Trouble in the South China Sea
If you were running China and you wanted to distract your own population from economic woes at home by pushing one of your many territorial disputes with your neighbours into open conflict, which one would you choose?
Not Japan, even though most Chinese people really dislike and distrust Japan: it’s allied to the United States, and China is not yet ready for a military confrontation with the U.S. Navy.
Not the Philippines, either, for the same reason.
But Vietnam, a Communist state, is all alone with no allies.
It’s perfect for the role and it will play its part well.
Early this month, China moved its Haiyang Shiyou 981 oil-drilling rig into a part of the South China Sea where Vietnam also claims the seabed rights.
Vietnam sent ships to protest the move, China sent more ships to protect the rig — Hanoi accuses accused China of massing 80 vessels in the area, including warships — and the fun and games began: rammings, battles with water cannon, and a great deal of self-righteous indignation on both sides.
The Vietnamese regime has never been afraid to defy China: it even fought a border war with its giant neighbour to the north in 1979.
This year, for the first time, Hanoi publicly commemorated a 1974 clash in which Chinese forces seized the Paracel Islands and killed 40 sailors of the old South Vietnamese navy.
By last week, there were anti-Chinese demonstrations in Hanoi and Saigon (Ho Chi Minh City). Those were undoubtedly authorized by the Vietnamese regime, which keeps a tight hold on its population.
What happened in Binh Duong province in southern Vietnam on Tuesday was probably not. Official reports speak of three factories housing Chinese-owned businesses being set on fire on an industrial estate, but local reports talk of 19,000 workers rampaging through the estate and burning 15 factories.
Hanoi doesn’t want this sort of thing to happen, of course — it scares off much-needed foreign investment — but when you press on the nationalist button, you can never be sure what will come out.
Beijing should also be wary of this, if indeed it is really using its border disputes to stoke nationalist fervour in China.
Nationalism is not a precision tool.
We can’t be sure that this is Beijing’s main motive, of course.
Maybe it’s just a premature outburst of great-power arrogance that is driving China to push so hard on all its territorial disputes this year. But it’s certainly doing it.
Since January China has declared an “Air Defence Identification Zone” over the Senkaku/Diaoyu Islands, which are also claimed by Japan.
It has outraged the Philippines by starting to build an airstrip and/or naval base on Johnson Reef (ownership also in dispute) in the Spratly Islands.
It has even provoked Indonesia into openly challenging Beijing’s claims in the South China Sea for the first time.
It is talking about establishing a similar Air Defence Identification Zone over almost all of the South China Sea, a maritime thoroughfare for more than half of the world’s merchant trade.

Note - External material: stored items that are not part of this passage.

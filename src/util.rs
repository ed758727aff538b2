//! Utility functions and helpers.

use std::panic::{catch_unwind, AssertUnwindSafe};

/// Run one observer callback inside its own failure boundary.
///
/// Errors and panics are logged and swallowed so the caller can keep
/// dispatching to the remaining observers. Returns whether the callback
/// succeeded.
pub fn isolate<F>(context: &str, f: F) -> bool
where
    F: FnOnce() -> anyhow::Result<()>,
{
    match catch_unwind(AssertUnwindSafe(f)) {
        Ok(Ok(())) => true,
        Ok(Err(e)) => {
            tracing::error!("Error in {}: {:#}", context, e);
            false
        }
        Err(_) => {
            tracing::error!("Panic in {}", context);
            false
        }
    }
}

/// Milliseconds since the Unix epoch
pub fn now_millis() -> i64 {
    chrono::Utc::now().timestamp_millis()
}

Since the beginning of this year, it has been requiring that foreign fishing vessels ask permission to enter the area it claims as its exclusive economic zone — again, almost all of the South China Sea — although it has not yet tried to enforce this rule very vigorously.
The area China claims, on the basis of its alleged sovereignty over the many uninhabited islands, islets, shoals and reefs scattered across the South China Sea, extends more than 750 km from its south coast.

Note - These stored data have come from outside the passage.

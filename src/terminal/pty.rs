//! Pseudo-terminal spawning
//!
//! `PtySpawner` is the seam between the session manager and the OS. The
//! native implementation uses portable-pty and forwards output from a
//! dedicated reader thread, so chunks arrive in exactly the order the PTY
//! produced them, followed by a single exit event.

use anyhow::{Context, Result};
use portable_pty::{native_pty_system, ChildKiller, CommandBuilder, MasterPty, PtySize};
use std::io::{ErrorKind, Read, Write};
use std::path::PathBuf;
use std::sync::Arc;
use std::thread;

const READ_CHUNK: usize = 8192;

#[derive(Debug, Clone, PartialEq, Eq)]
pub struct SpawnRequest {
    pub program: PathBuf,
    pub args: Vec<String>,
    pub cwd: PathBuf,
    pub env: Vec<(String, String)>,
    pub cols: u16,
    pub rows: u16,
}

#[derive(Debug, Clone, PartialEq, Eq, Default)]
pub struct ExitInfo {
    pub code: Option<u32>,
    pub signal: Option<String>,
}

impl ExitInfo {
    /// Line shown to attached viewers when the process ends
    pub fn notice(&self) -> String {
        let mut text = match self.code {
            Some(code) => format!("\r\n[Process exited with code {}", code),
            None => "\r\n[Process exited".to_string(),
        };
        if let Some(signal) = &self.signal {
            text.push_str(&format!(", signal {}", signal));
        }
        text.push_str("]\r\n");
        text
    }
}

#[derive(Debug, Clone, PartialEq, Eq)]
pub enum PtyEvent {
    Output(Vec<u8>),
    Exit(ExitInfo),
}

/// Receives every event of one PTY, from whatever thread produces it
pub type EventSink = Arc<dyn Fn(PtyEvent) + Send + Sync>;

pub trait PtyProcess: Send {
    fn pid(&self) -> Option<u32>;
    fn write(&mut self, data: &[u8]) -> Result<()>;
    fn resize(&mut self, cols: u16, rows: u16) -> Result<()>;
    fn kill(&mut self) -> Result<()>;
}

pub trait PtySpawner: Send + Sync {
    fn spawn(&self, request: &SpawnRequest, events: EventSink) -> Result<Box<dyn PtyProcess>>;
}

/// Spawns real PTYs through portable-pty
#[derive(Debug, Default, Clone, Copy)]
pub struct NativePtySpawner;

struct NativePty {
    master: Box<dyn MasterPty + Send>,
    writer: Box<dyn Write + Send>,
    killer: Box<dyn ChildKiller + Send + Sync>,
    pid: Option<u32>,
}

impl PtySpawner for NativePtySpawner {
    fn spawn(&self, request: &SpawnRequest, events: EventSink) -> Result<Box<dyn PtyProcess>> {
        let pty_system = native_pty_system();
        let pair = pty_system
            .openpty(PtySize {
                rows: request.rows,
                cols: request.cols,
                pixel_width: 0,
                pixel_height: 0,
            })
            .context("Failed to open pty")?;

        let mut cmd = CommandBuilder::new(&request.program);
        cmd.args(&request.args);
        cmd.cwd(&request.cwd);
        cmd.env_clear();
        for (key, value) in &request.env {
            cmd.env(key, value);
        }

        let mut child = pair
            .slave
            .spawn_command(cmd)
            .with_context(|| format!("Failed to spawn {}", request.program.display()))?;
        // The master only sees EOF once every slave handle is closed
        drop(pair.slave);

        let pid = child.process_id();
        let killer = child.clone_killer();
        let mut reader = pair.master.try_clone_reader()?;
        let writer = pair.master.take_writer()?;

        thread::Builder::new()
            .name(format!("pty-reader-{}", pid.unwrap_or_default()))
            .spawn(move || {
                let mut buf = [0u8; READ_CHUNK];
                loop {
                    match reader.read(&mut buf) {
                        Ok(0) => break,
                        Ok(n) => events(PtyEvent::Output(buf[..n].to_vec())),
                        Err(e) if e.kind() == ErrorKind::Interrupted => continue,
                        // EIO once the child side is gone
                        Err(_) => break,
                    }
                }

                let exit = match child.wait() {
                    Ok(status) => ExitInfo {
                        code: Some(status.exit_code()),
                        signal: status.signal().map(str::to_string),
                    },
                    Err(e) => {
                        tracing::warn!("[Terminal] Failed to reap pty child: {}", e);
                        ExitInfo::default()
                    }
                };
                events(PtyEvent::Exit(exit));
            })
            .context("Failed to start pty reader thread")?;

        Ok(Box::new(NativePty {
            master: pair.master,
            writer,
            killer,
            pid,
        }))
    }
}

impl PtyProcess for NativePty {
    fn pid(&self) -> Option<u32> {
        self.pid
    }

    fn write(&mut self, data: &[u8]) -> Result<()> {
        self.writer.write_all(data)?;
        self.writer.flush()?;
        Ok(())
    }

    fn resize(&mut self, cols: u16, rows: u16) -> Result<()> {
        self.master.resize(PtySize {
            rows,
            cols,
            pixel_width: 0,
            pixel_height: 0,
        })
    }

    fn kill(&mut self) -> Result<()> {
        self.killer.kill()?;
        Ok(())
    }
}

According to the “nine-dash line” drawn on Chinese maps, which is the only graphic (but very imprecise) guide to Beijing’s claim, its control extends to around 50 to 75 km of the coasts of all the other littoral states.
This huge U-shaped claim, taking in more than 90 per cent of the whole South China Sea, is as unsustainable in fact as it is hard to defend in international law.
Nor does China seek to prove it by legal means.
Last month, when the Philippines submitted a 4,000-page “memorial” to the judicial body that arbitrates maritime disputes under the UN Convention on the Law of the Sea, China refused to file a counter-claim or respond in any way.
China’s position would appear to be that you don’t need to prove your claim in the courts if you can enforce it on the ground (or rather, on the water).
And indeed, the sheer number and range of unilateral Chinese initiatives in recent months suggest that the policy of the new ruling team in Beijing (which will be in power for the next 10 years) is driven by full-spectrum bloody-mindedness.
However, the desirability of a foreign confrontation to distract the Chinese population from the recession that will probably soon hit the country’s economy cannot be far from the minds of the regime either.
In either case, if there is shooting, it will probably start off the Vietnamese coast, simply because Vietnam has no defence treaty with the United States.
Gwynne Dyer is an independent journalist whose articles are published in 45 countries.